= William Smith Syme =

Dr William Smith Syme FRSE (1870-1928) was a Newfoundland-born surgeon who came to fame in Scotland.

==Life==
He was born in Newfoundland in 1870 (then a colony of Britain). He was sent to Edinburgh in Scotland in 1887 to study Medicine and graduated MB ChB in 1891. After graduation he worked briefly in Crewe then moved to Gamlingay in Cambridgeshire. He received his doctorate (MD) in 1898.

In 1903 he moved to Glasgow, living at 3 Northbank Terrace in the Kelvinside district. Here he was a surgeon at Glasgow's Ear Nose and Throat Hospital, also consulting to the Royal Hospital for Sick Children. In Glasgow he associated with several influential physicians, including Thomas Kennedy Dalziel. Soon after arrival he co-founded the Scottish Otological and Laryngological Society.

He was President of the Ruskin Society of Glasgow.
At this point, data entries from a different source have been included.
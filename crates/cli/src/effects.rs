//! The concrete Effects implementation, generic over a presentation sink.
//!
//! World-facing behavior (memory, system refresh, reboot, context prune,
//! tool install, subagent spawn) is identical in both modes; only how
//! events reach the outside differs. The terminal sink prints and asks;
//! the headless sink writes JSONL and auto-answers.

use std::path::PathBuf;
use std::sync::{Arc, RwLock};

use async_trait::async_trait;
use gloop_core::{
    Conversation, EffectError, Effects, SpawnResult, ToolRegistry, Usage,
};
use gloop_engine::{build_system_prompt, prune_context, render_tool_listing};
use gloop_memory::NoteStore;
use gloop_session::{RebootSession, REBOOT_EXIT_CODE};
use gloop_tools::{install_manifest, load_manifests};
use tracing::info;

use crate::spawn::run_subagent;

/// Presentation side of the effects: everything the user (or the event
/// file) sees. Default no-ops cover the notifications a sink may not
/// care about.
#[async_trait]
pub trait Sink: Send + Sync {
    async fn chunk(&self, text: &str);
    async fn done(&self);
    async fn tool_parsed(&self, _name: &str, _preview: &str) {}
    async fn tool_start(&self, name: &str, preview: &str);
    async fn tool_done(&self, name: &str, ok: bool, output: &str);
    async fn confirm(&self, command: &str) -> Result<bool, EffectError>;
    async fn ask(&self, question: &str) -> Result<String, EffectError>;
    async fn complete(&self, summary: &str);
    async fn usage(&self, _usage: Usage) {}
    async fn remembered(&self, _content: &str) {}
    async fn forgot(&self, _content: &str) {}
    async fn refreshed(&self) {}
    async fn rebooting(&self, _reason: &str) {}
}

/// Effects over a shared runtime and a presentation sink.
pub struct AgentEffects<S> {
    conversation: Arc<Conversation>,
    registry: Arc<RwLock<ToolRegistry>>,
    memory: Arc<NoteStore>,
    tools_dir: PathBuf,
    session_path: PathBuf,
    sink: S,
}

impl<S: Sink> AgentEffects<S> {
    pub fn new(
        conversation: Arc<Conversation>,
        registry: Arc<RwLock<ToolRegistry>>,
        memory: Arc<NoteStore>,
        tools_dir: PathBuf,
        session_path: PathBuf,
        sink: S,
    ) -> Self {
        Self {
            conversation,
            registry,
            memory,
            tools_dir,
            session_path,
            sink,
        }
    }

    pub fn sink(&self) -> &S {
        &self.sink
    }

    fn rebuild_system_prompt(&self) {
        let snapshot = self.registry.read().unwrap().clone();
        let prompt = build_system_prompt(&snapshot, &self.memory.notes());
        self.conversation.set_system(prompt);
    }
}

#[async_trait]
impl<S: Sink> Effects for AgentEffects<S> {
    async fn stream_chunk(&self, text: &str) {
        self.sink.chunk(text).await;
    }

    async fn stream_done(&self) {
        self.sink.done().await;
    }

    async fn tool_parsed(&self, name: &str, preview: &str) {
        self.sink.tool_parsed(name, preview).await;
    }

    async fn usage(&self, usage: Usage) {
        self.sink.usage(usage).await;
    }

    async fn tool_start(&self, name: &str, preview: &str) {
        self.sink.tool_start(name, preview).await;
    }

    async fn tool_done(&self, name: &str, ok: bool, output: &str) {
        self.sink.tool_done(name, ok, output).await;
    }

    async fn confirm(&self, command: &str) -> Result<bool, EffectError> {
        self.sink.confirm(command).await
    }

    async fn ask(&self, question: &str) -> Result<String, EffectError> {
        self.sink.ask(question).await
    }

    async fn remember(&self, content: &str) -> Result<(), EffectError> {
        self.memory
            .remember(content)
            .map_err(|e| EffectError::Io(e.to_string()))?;
        self.sink.remembered(content).await;
        Ok(())
    }

    async fn forget(&self, content: &str) -> Result<(), EffectError> {
        self.memory
            .forget(content)
            .map_err(|e| EffectError::Io(e.to_string()))?;
        self.sink.forgot(content).await;
        Ok(())
    }

    async fn refresh_system(&self) -> Result<(), EffectError> {
        self.rebuild_system_prompt();
        self.sink.refreshed().await;
        Ok(())
    }

    async fn reboot(&self, reason: &str, conversation: &Conversation) -> Result<(), EffectError> {
        let session = RebootSession::new(conversation.history(), reason);
        session.save(&self.session_path)?;
        self.sink.rebooting(reason).await;
        info!(reason, "rebooting");
        std::process::exit(REBOOT_EXIT_CODE);
    }

    async fn manage_context(&self, instructions: &str) -> Result<String, EffectError> {
        prune_context(&self.conversation, instructions)
            .await
            .map_err(|e| EffectError::Io(e.to_string()))
    }

    async fn complete(&self, summary: &str) {
        self.sink.complete(summary).await;
    }

    async fn install_tool(&self, source: &str) -> Result<String, EffectError> {
        let status = install_manifest(source, &self.tools_dir)
            .map_err(|e| EffectError::Io(e.to_string()))?;
        // The registry changed; the next Think must see the new listing.
        self.registry
            .write()
            .unwrap()
            .replace_installed(load_manifests(&self.tools_dir));
        self.rebuild_system_prompt();
        Ok(status)
    }

    async fn list_tools(&self) -> Result<String, EffectError> {
        let snapshot = self.registry.read().unwrap().clone();
        Ok(render_tool_listing(&snapshot))
    }

    async fn spawn(&self, task: &str) -> Result<SpawnResult, EffectError> {
        run_subagent(task).await
    }
}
In 1912 he was elected a Fellow of the Royal Society of Edinburgh. His proposers were Thomas Hastie Bryce, Arthur Logan Turner, Ralph Stockman and Robert Jardine.

In 1922 he was living at 1 Lynedoch Crescent in north-west Glasgow.
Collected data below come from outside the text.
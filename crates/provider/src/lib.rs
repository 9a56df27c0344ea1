//! # gloop Provider
//!
//! The streaming chat client behind the [`Provider`](gloop_core::Provider)
//! trait. One implementation covers the OpenAI-compatible surface that
//! OpenRouter, OpenAI, Ollama, and most proxies expose.

pub mod client;

pub use client::OpenAiCompatProvider;
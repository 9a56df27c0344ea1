//! The evaluator — a trampolined interpreter over Forms.
//!
//! One form at a time, awaiting each effect, with an explicit pending
//! queue for `Seq` tails so arbitrarily long chains never grow the native
//! stack. Cancellation is checked at every entry; a fired token raises
//! [`EngineError::Aborted`].

use gloop_core::{Effects, EngineError, Form, World};
use tracing::debug;

use crate::invoke::invoke_step;
use crate::think::think_step;

/// Evaluate `form` to completion against the given world and effects.
///
/// Terminal forms (`Nil`, `Done`, `Refresh`, `Reboot`, `Install`,
/// `ListTools`) end the run; everything else computes a successor and the
/// loop continues.
pub async fn eval(form: Form, world: &World, effects: &dyn Effects) -> Result<(), EngineError> {
    let mut current = form;
    let mut pending: Vec<Form> = Vec::new();

    loop {
        if world.cancel.is_cancelled() {
            return Err(EngineError::Aborted);
        }
        debug!(form = current.tag(), pending = pending.len(), "eval");

        current = match current {
            Form::Nil => match pending.pop() {
                Some(next) => next,
                None => return Ok(()),
            },

            Form::Done { summary } => {
                effects.complete(&summary).await;
                return Ok(());
            }

            Form::Emit { text, then } => {
                effects.stream_chunk(&text).await;
                effects.stream_done().await;
                *then
            }

            Form::Remember { content, then } => {
                effects.remember(&content).await?;
                *then
            }

            Form::Forget { content, then } => {
                effects.forget(&content).await?;
                *then
            }

            Form::Confirm { command, then } => {
                let approved = effects.confirm(&command).await?;
                then(approved)
            }

            Form::Ask { question, then } => {
                let answer = effects.ask(&question).await?;
                then(answer)
            }

            Form::Refresh => {
                effects.refresh_system().await?;
                return Ok(());
            }

            Form::Reboot { reason } => {
                // Never returns from a real implementation; a save failure
                // propagates and the process keeps running.
                effects.reboot(&reason, &world.conversation).await?;
                return Ok(());
            }

            Form::Seq(forms) => {
                pending.extend(forms.into_iter().rev());
                pending.pop().unwrap_or(Form::Nil)
            }

            Form::Think { input } => think_step(&input, world, effects).await?,

            Form::Invoke { calls, then } => {
                let results = invoke_step(calls, world, effects).await?;
                then(results)
            }

            Form::Install { source } => {
                let message = effects.install_tool(&source).await?;
                effects.stream_chunk(&message).await;
                effects.stream_done().await;
                return Ok(());
            }

            Form::ListTools => {
                let listing = effects.list_tools().await?;
                effects.stream_chunk(&listing).await;
                effects.stream_done().await;
                return Ok(());
            }

            Form::Spawn { task, then } => {
                let result = effects.spawn(&task).await?;
                then(result)
            }
        };
    }
}
//! # gloop Engine
//!
//! The evaluator — the heart of gloop.
//!
//! A run follows a **Think → Invoke → Think** cycle:
//!
//! 1. **Think**: send the pending input as a user turn, stream the reply
//!    through the markup filter, break early once a complete tool block
//!    arrives, and parse the accumulated text into the next Form.
//! 2. **Invoke**: execute the batch of tool calls in order, folding every
//!    failure into a result the model can react to.
//! 3. Feed the formatted results back in as the next Think.
//!
//! The cycle ends when a reply carries `CompleteTask` (success), `Reboot`
//! (self-restart), or no markup at all. Periodically a nested evaluator —
//! the context-prune fork — edits the conversation history down to size.

pub mod eval;
pub mod invoke;
pub mod prompt;
pub mod prune;
pub mod route;
pub mod testing;
pub mod think;

pub use eval::eval;
pub use invoke::{invoke_step, ASK_USER_TOOL, MANAGE_CONTEXT_TOOL, PRUNE_INSTRUCTIONS, RELOAD_TOOL};
pub use prompt::{build_system_prompt, render_tool_listing};
pub use prune::{index_summary, prune_context};
pub use route::route_input;
pub use think::think_step;
//! Subagent spawn detection.
//!
//! A `Bash` call whose command invokes the agent's own binary in task mode
//! (`gloop [flags…] --task "…"`) is lifted into a `Spawn` form instead of
//! being run through the shell. The detector tokenizes with POSIX-like
//! quoting rules so a gloop invocation that is merely *mentioned* inside a
//! quoted string is left alone.

/// The binary name the detector looks for in the first token.
const AGENT_BIN: &str = "gloop";

/// If `command` is a direct gloop task-mode invocation, return the task
/// string.
pub fn detect_spawn(command: &str) -> Option<String> {
    let tokens = tokenize(command);
    let first = tokens.first()?;
    let basename = first.rsplit('/').next().unwrap_or(first);
    if basename != AGENT_BIN {
        return None;
    }

    let mut iter = tokens.iter().skip(1);
    while let Some(token) = iter.next() {
        if token == "--task" {
            return iter.next().cloned();
        }
        if let Some(value) = token.strip_prefix("--task=") {
            return Some(value.to_string());
        }
    }
    None
}

/// POSIX-like shell tokenization: whitespace separates tokens; single
/// quotes are literal; double-quoted and backtick regions respect
/// backslash escapes; a backslash outside quotes escapes the next
/// character. Adjacent quoted and bare segments join into one token.
pub fn tokenize(command: &str) -> Vec<String> {
    let mut tokens = Vec::new();
    let mut current = String::new();
    let mut has_segment = false;
    let mut chars = command.chars().peekable();

    while let Some(c) = chars.next() {
        match c {
            c if c.is_whitespace() => {
                if has_segment {
                    tokens.push(std::mem::take(&mut current));
                    has_segment = false;
                }
            }
            '\'' => {
                has_segment = true;
                for q in chars.by_ref() {
                    if q == '\'' {
                        break;
                    }
                    current.push(q);
                }
            }
            quote @ ('"' | '`') => {
                has_segment = true;
                while let Some(q) = chars.next() {
                    if q == quote {
                        break;
                    }
                    if q == '\\' {
                        if let Some(escaped) = chars.next() {
                            current.push(escaped);
                        }
                        continue;
                    }
                    current.push(q);
                }
            }
            '\\' => {
                has_segment = true;
                if let Some(escaped) = chars.next() {
                    current.push(escaped);
                }
            }
            _ => {
                has_segment = true;
                current.push(c);
            }
        }
    }

    if has_segment {
        tokens.push(current);
    }
    tokens
}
He died on 14 August 1928 whilst on holiday in Abersoch in North Wales.

==Family==
Syme and his wife had six children. His son William Smith Syme Jr followed in his father's footsteps. They worked together in hospital and private clinical practice. They are often confused. William Jr won the Military Cross in the First World War.